Taylor v. Leonard

Decision Date14 May 1925
Docket Number(No. 3021.)
Citation275 S.W. 134
PartiesTAYLOR et al. v. LEONARD.
CourtTexas Court of Appeals

Appeal from District Court, Lamar County; Newman Phillips, Judge.

Action by D. A. Leonard against Veryl Georgette Taylor and another. Judgment for plaintiff, and defendants appeal. Reversed and rendered.

Wright & Baldwin, of Paris, for appellants.

W. F. Moore, of Paris, for appellee.

HODGES, J.

This suit was instituted by the appellee, Leonard, against the appellants to recover damages for the breach of a contract. According to the facts, about which there is no apparent disagreement, the appellants are husband and wife, and at the time this suit was filed resided in Texas. In February, 1920, Mrs. Taylor owned in her separate right a tract of land situated in the state of California. On the 3d day of the month above mentioned, while she and her husband were temporarily residing in that state, Mrs. Taylor entered into the following written contract:

"This agreement, made this 3d day of February in the year nineteen hundred and twenty between Veryl Georgette Taylor of Calexico, county of Imperial, state of California, hereinafter designated as the seller, and J. L. Manahan of Calexico, county of Imperial, and state of California, hereinafter designated as the buyer, witnesseth:

"That the said seller, in consideration of the covenants and agreements hereinafter contained and made by and on the part of said buyer, agrees to sell and convey unto the said buyer, and said buyer agrees to buy all that certain lot, piece, or parcel of land situated, lying, and being in the city of Calexico, county of Imperial, state of California, and bounded and particularly described as follows, to wit, all of lot seventy-six (76) of Melrose Park as per map of said plat now on record in Book two (2) at page seventy-seven (77) of Maps Records of Imperial county, for the sum of one thousand and no/100 dollars, in gold coin of the United States, and the buyer, in consideration of the premises, agrees to buy, and to pay to the seller the said sum of one thousand and no/100 dollars, as follows, to wit, two hundred fifty and no/100 dollars upon the execution and delivery of this agreement, receipt of which is hereby acknowledged, and the further sum of two hundred fifty and no/100 dollars on the 3d day of May, 1920, and two hundred fifty and no/100 dollars on August 3d, 1920, and two hundred fifty dollars on November 3d, 1920, with interest at the rate of 7 per cent. per annum, payable quarterly from date. Taxes for the current year 1919-20 to be paid by 1st inst. by seller and 2d inst. by buyer, who agrees to pay all assessments levied subsequent to the date hereon; all payments on this contract to be made at the First National Bank.

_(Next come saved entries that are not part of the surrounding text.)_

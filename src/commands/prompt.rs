//! Console prompts for the interactive launcher.

use crate::engine::Inputs;
use crate::error::{CrewError, Result};
use std::io::{BufRead, Write};

fn console_error(e: std::io::Error) -> CrewError {
    CrewError::UserError(format!("console I/O failed: {}", e))
}

/// Ask the operator to pick one of `flows` by number.
///
/// Invalid answers re-prompt; end of input aborts. An exact flow name is
/// accepted as well as its number.
pub fn select_flow<R: BufRead, W: Write>(
    flows: &[String],
    input: &mut R,
    output: &mut W,
) -> Result<String> {
    if flows.is_empty() {
        return Err(CrewError::UserError(
            "no flows available to choose from".to_string(),
        ));
    }

    writeln!(output, "Available flows:").map_err(console_error)?;
    for (i, flow) in flows.iter().enumerate() {
        writeln!(output, "  {}. {}", i + 1, flow).map_err(console_error)?;
    }

    loop {
        write!(output, "Select a flow [1-{}]: ", flows.len()).map_err(console_error)?;
        output.flush().map_err(console_error)?;

        let mut line = String::new();
        if input.read_line(&mut line).map_err(console_error)? == 0 {
            return Err(CrewError::UserError("flow selection aborted".to_string()));
        }
        let answer = line.trim();

        let chosen = match answer.parse::<usize>() {
            Ok(n) if (1..=flows.len()).contains(&n) => Some(&flows[n - 1]),
            _ => flows.iter().find(|flow| flow.as_str() == answer),
        };
        match chosen {
            Some(flow) => return Ok(flow.clone()),
            None => writeln!(
                output,
                "Invalid selection '{}'; enter a number between 1 and {}.",
                answer,
                flows.len()
            )
            .map_err(console_error)?,
        }
    }
}

/// Read free text for `input_key` until end of input.
pub fn read_operator_input<R: BufRead, W: Write>(
    input_key: &str,
    input: &mut R,
    output: &mut W,
) -> Result<String> {
    writeln!(
        output,
        "Enter {} (finish with Ctrl-D on an empty line):",
        input_key.replace('_', " ")
    )
    .map_err(console_error)?;
    output.flush().map_err(console_error)?;

    let mut text = String::new();
    input.read_to_string(&mut text).map_err(console_error)?;
    Ok(text.trim().to_string())
}

/// Apply the fallback for empty operator text.
pub fn resolve_operator_text(
    text: &str,
    fallback: Option<&str>,
    input_key: &str,
) -> Result<String> {
    let text = text.trim();
    if !text.is_empty() {
        return Ok(text.to_string());
    }
    match fallback.map(str::trim).filter(|f| !f.is_empty()) {
        Some(fallback) => {
            tracing::info!(input_key, "no input given; using fallback_input");
            Ok(fallback.to_string())
        }
        None => Err(CrewError::UserError(format!(
            "no input provided for '{}' and no fallback_input is configured",
            input_key
        ))),
    }
}

/// Bind the operator text to `input_key` and add `--set` pairs.
pub fn build_inputs(input_key: &str, text: String, extra: &[(String, String)]) -> Inputs {
    let mut inputs = Inputs::new();
    inputs.insert(input_key.trim().to_string(), text);
    for (key, value) in extra {
        if inputs.insert(key.clone(), value.clone()).is_some() {
            tracing::warn!(key = %key, "--set overrides an input that was already bound");
        }
    }
    inputs
}
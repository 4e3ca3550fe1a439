//! Dry-run engine: renders what would run without running it.

use super::template::render_template;
use super::{ExecutionEngine, Inputs};
use crate::crew::ResolvedPipeline;
use crate::error::{CrewError, Result};
use std::fmt::Write as _;

/// Produces a Markdown plan with every description rendered against the
/// inputs, so placeholder mistakes surface without spending model calls.
#[derive(Debug, Clone, Copy, Default)]
pub struct PlanEngine;

impl ExecutionEngine for PlanEngine {
    fn execute(&self, pipeline: &ResolvedPipeline, inputs: &Inputs) -> Result<String> {
        let mut out = pipeline.render_plan();

        let _ = writeln!(out, "\n## Inputs\n");
        if inputs.is_empty() {
            out.push_str("(none)\n");
        }
        for (name, value) in inputs {
            let _ = writeln!(out, "- **{}**: {}", name, value.lines().next().unwrap_or(""));
        }

        let _ = writeln!(out, "\n## Rendered descriptions");
        for id in pipeline.execution_order() {
            let task = pipeline.task(*id);
            let description =
                render_template(&task.description, inputs).map_err(|source| {
                    CrewError::Template {
                        context: format!("description of task '{}'", task.key),
                        source,
                    }
                })?;
            let _ = writeln!(out, "\n### {}\n\n{}", task.label(), description.trim());
        }
        Ok(out)
    }
}
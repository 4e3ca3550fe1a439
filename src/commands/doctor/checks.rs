//! Individual doctor checks.

use super::{DoctorReport, Issue, IssueSeverity};
use crate::commands::Launcher;
use crate::commands::run::load_pipeline;
use crate::credentials::{ProviderRoutes, provider_of};
use crate::error::Result;
use std::collections::{BTreeMap, BTreeSet};

fn is_set<F>(lookup: &F, variable: &str) -> bool
where
    F: Fn(&str) -> Option<String>,
{
    lookup(variable).is_some_and(|value| !value.trim().is_empty())
}

fn set_variable_hint(variable: &str) -> String {
    format!(
        "Set {} in the environment or in the .env file of the launcher home",
        variable
    )
}

/// Report whether each mapped provider has its credential variable set.
///
/// An unset provider is only a warning; no flow may use it.
pub fn check_providers<F>(routes: &ProviderRoutes, lookup: &F, report: &mut DoctorReport)
where
    F: Fn(&str) -> Option<String>,
{
    for (provider, variable) in routes.providers() {
        if is_set(lookup, variable) {
            report
                .passed
                .push(format!("provider '{}': {} is set", provider, variable));
        } else {
            report.issues.push(
                Issue::new(
                    IssueSeverity::Warning,
                    "missing_credential",
                    &format!("provider '{}': {} is not set", provider, variable),
                )
                .with_remediation(&set_variable_hint(variable)),
            );
        }
    }
}

/// Check the model of every agent in `flows`.
///
/// Returns the models a call could reach, i.e. every model that is not
/// missing its credential.
pub fn check_flows<F>(
    launcher: &Launcher,
    flows: &[String],
    routes: &ProviderRoutes,
    lookup: &F,
    report: &mut DoctorReport,
) -> BTreeSet<String>
where
    F: Fn(&str) -> Option<String>,
{
    let default_model = launcher.settings.default_model.as_deref();

    // model -> "flow/agent" users
    let mut usage: BTreeMap<String, Vec<String>> = BTreeMap::new();
    for flow in flows {
        let pipeline = match load_pipeline(launcher, flow) {
            Ok(pipeline) => pipeline,
            Err(e) => {
                report.issues.push(
                    Issue::new(IssueSeverity::Error, "flow", &e.to_string())
                        .with_remediation(&format!("Run `crewflow check {}` for details", flow)),
                );
                continue;
            }
        };

        for agent in pipeline.agents() {
            match agent.llm.as_deref().or(default_model) {
                Some(model) => usage
                    .entry(model.trim().to_string())
                    .or_default()
                    .push(format!("{}/{}", flow, agent.key)),
                None => report.issues.push(
                    Issue::new(
                        IssueSeverity::Error,
                        "no_model",
                        &format!(
                            "agent '{}' in flow '{}' has no llm and no default_model is configured",
                            agent.key, flow
                        ),
                    )
                    .with_remediation("Set `llm` on the agent or `default_model` in crewflow.yaml"),
                ),
            }
        }
    }

    let mut usable = BTreeSet::new();
    for (model, users) in usage {
        let used_by = users.join(", ");
        match (provider_of(&model), routes.variable_for(&model)) {
            (None, _) => {
                report.issues.push(
                    Issue::new(
                        IssueSeverity::Warning,
                        "no_provider",
                        &format!(
                            "model '{}' (used by {}) has no provider prefix; no credential is passed",
                            model, used_by
                        ),
                    )
                    .with_remediation("Write the model as <provider>/<model>"),
                );
                usable.insert(model);
            }
            (Some(provider), None) => {
                report.issues.push(
                    Issue::new(
                        IssueSeverity::Warning,
                        "unmapped_provider",
                        &format!(
                            "model '{}' (used by {}): provider '{}' has no credential variable",
                            model, used_by, provider
                        ),
                    )
                    .with_remediation(&format!(
                        "Add `{}: <VARIABLE>` under `providers` in crewflow.yaml",
                        provider
                    )),
                );
                usable.insert(model);
            }
            (Some(_), Some(variable)) if is_set(lookup, variable) => {
                report
                    .passed
                    .push(format!("model '{}': {} is set", model, variable));
                usable.insert(model);
            }
            (Some(_), Some(variable)) => {
                report.issues.push(
                    Issue::new(
                        IssueSeverity::Error,
                        "missing_credential",
                        &format!(
                            "model '{}' (used by {}) needs {}, which is not set",
                            model, used_by, variable
                        ),
                    )
                    .with_remediation(&set_variable_hint(variable)),
                );
            }
        }
    }
    usable
}

/// Send one prompt to each model through `ping`; failures are errors.
pub fn check_connectivity<P>(models: &BTreeSet<String>, ping: P, report: &mut DoctorReport)
where
    P: Fn(&str) -> Result<String>,
{
    for model in models {
        match ping(model) {
            Ok(reply) => {
                let first = reply.lines().next().unwrap_or_default();
                report
                    .passed
                    .push(format!("model '{}' answered: {}", model, first));
            }
            Err(e) => report.issues.push(
                Issue::new(
                    IssueSeverity::Error,
                    "connection",
                    &format!("model '{}' did not answer: {}", model, e),
                )
                .with_remediation("Check the credential and `engine.command` in crewflow.yaml"),
            ),
        }
    }
}
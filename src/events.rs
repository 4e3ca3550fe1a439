//! Run event log.
//!
//! Every run appends events to `<output-root>/<flow>/events.ndjson`, one JSON
//! object per line.
//!
//! # Event Format
//!
//! - `ts`: RFC3339 timestamp
//! - `action`: `run_started`, `run_completed` or `run_failed`
//! - `actor`: `user@HOST`
//! - `flow`: the flow name
//! - `details`: freeform object with action-specific details

use crate::error::{CrewError, Result};
use crate::report::flow_output_dir;
use chrono::{DateTime, Utc};
use serde::{Deserialize, Serialize};
use serde_json::Value;
use std::fs::{self, OpenOptions};
use std::io::Write;
use std::path::{Path, PathBuf};

/// File name of the per-flow event log.
pub const EVENTS_FILE: &str = "events.ndjson";

/// Actions that can be logged as events.
#[derive(Debug, Clone, Copy, PartialEq, Eq, Serialize, Deserialize)]
#[serde(rename_all = "snake_case")]
pub enum EventAction {
    RunStarted,
    RunCompleted,
    RunFailed,
}

impl std::fmt::Display for EventAction {
    fn fmt(&self, f: &mut std::fmt::Formatter<'_>) -> std::fmt::Result {
        match self {
            EventAction::RunStarted => write!(f, "run_started"),
            EventAction::RunCompleted => write!(f, "run_completed"),
            EventAction::RunFailed => write!(f, "run_failed"),
        }
    }
}

/// One line of the event log.
#[derive(Debug, Clone, Serialize, Deserialize)]
pub struct Event {
    pub ts: DateTime<Utc>,
    pub action: EventAction,
    pub actor: String,
    pub flow: String,
    pub details: Value,
}

impl Event {
    /// Create an event for `flow`, stamped now and attributed to the current
    /// user and host.
    pub fn new(action: EventAction, flow: impl Into<String>) -> Self {
        Self {
            ts: Utc::now(),
            action,
            actor: actor_string(),
            flow: flow.into(),
            details: Value::Object(serde_json::Map::new()),
        }
    }

    /// Set the details object for this event.
    pub fn with_details(mut self, details: Value) -> Self {
        self.details = details;
        self
    }

    /// Serialize the event to a single-line JSON string.
    pub fn to_ndjson_line(&self) -> Result<String> {
        serde_json::to_string(self)
            .map_err(|e| CrewError::UserError(format!("failed to serialize event to JSON: {}", e)))
    }
}

fn actor_string() -> String {
    let user = std::env::var("USER")
        .or_else(|_| std::env::var("USERNAME"))
        .unwrap_or_else(|_| "unknown".to_string());

    let host = hostname::get()
        .map(|h| h.to_string_lossy().to_string())
        .unwrap_or_else(|_| "unknown".to_string());

    format!("{}@{}", user, host)
}

/// Path of the event log for `flow`.
pub fn events_file_path(output_root: &Path, flow: &str) -> PathBuf {
    flow_output_dir(output_root, flow).join(EVENTS_FILE)
}

/// Append `event` to its flow's event log, creating the file if needed.
pub fn append_event(output_root: &Path, event: &Event) -> Result<()> {
    let events_file = events_file_path(output_root, &event.flow);
    let json_line = event.to_ndjson_line()?;

    if let Some(dir) = events_file.parent()
        && !dir.exists()
    {
        fs::create_dir_all(dir)
            .map_err(|e| CrewError::io("failed to create events directory", dir, e))?;
    }

    let mut file = OpenOptions::new()
        .create(true)
        .append(true)
        .open(&events_file)
        .map_err(|e| CrewError::io("failed to open events file", &events_file, e))?;

    writeln!(file, "{}", json_line)
        .and_then(|()| file.sync_all())
        .map_err(|e| CrewError::io("failed to write event to", &events_file, e))?;

    tracing::debug!(action = %event.action, flow = %event.flow, "event appended");
    Ok(())
}

/// Read back every event of `flow`'s log.
pub fn read_events(output_root: &Path, flow: &str) -> Result<Vec<Event>> {
    let events_file = events_file_path(output_root, flow);
    if !events_file.exists() {
        return Ok(Vec::new());
    }
    let content = fs::read_to_string(&events_file)
        .map_err(|e| CrewError::io("failed to read events file", &events_file, e))?;

    content
        .lines()
        .filter(|line| !line.trim().is_empty())
        .enumerate()
        .map(|(i, line)| {
            serde_json::from_str(line).map_err(|e| CrewError::Parse {
                path: events_file.clone(),
                message: format!("line {}: {}", i + 1, e),
            })
        })
        .collect()
}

"It is understood and agreed that time is the essence of this contract, and, should the buyer fail to comply with the terms hereof, then the seller shall be released from all obligations in law and equity to convey said property, and the buyer shall forfeit all right thereto and to all moneys theretofore paid under this contract; but the seller, on receiving the full payments at the time and in the manner above mentioned, agrees to deliver a certificate of title showing the title to be vested in himself, and seller agrees that all payments on street work are to be paid to date, and to execute and deliver to the buyer or his assigns a good and sufficient deed of grant, bargain, and sale.

"In witness whereof the parties hereto have affixed their hands and seals the day and year first above written.

                "[Signed] Veryl Georgette Taylor.  [Seal.]
                          "J. L. Manahan.          [Seal.]
                

"Signed, sealed, and delivered in the presence of ____."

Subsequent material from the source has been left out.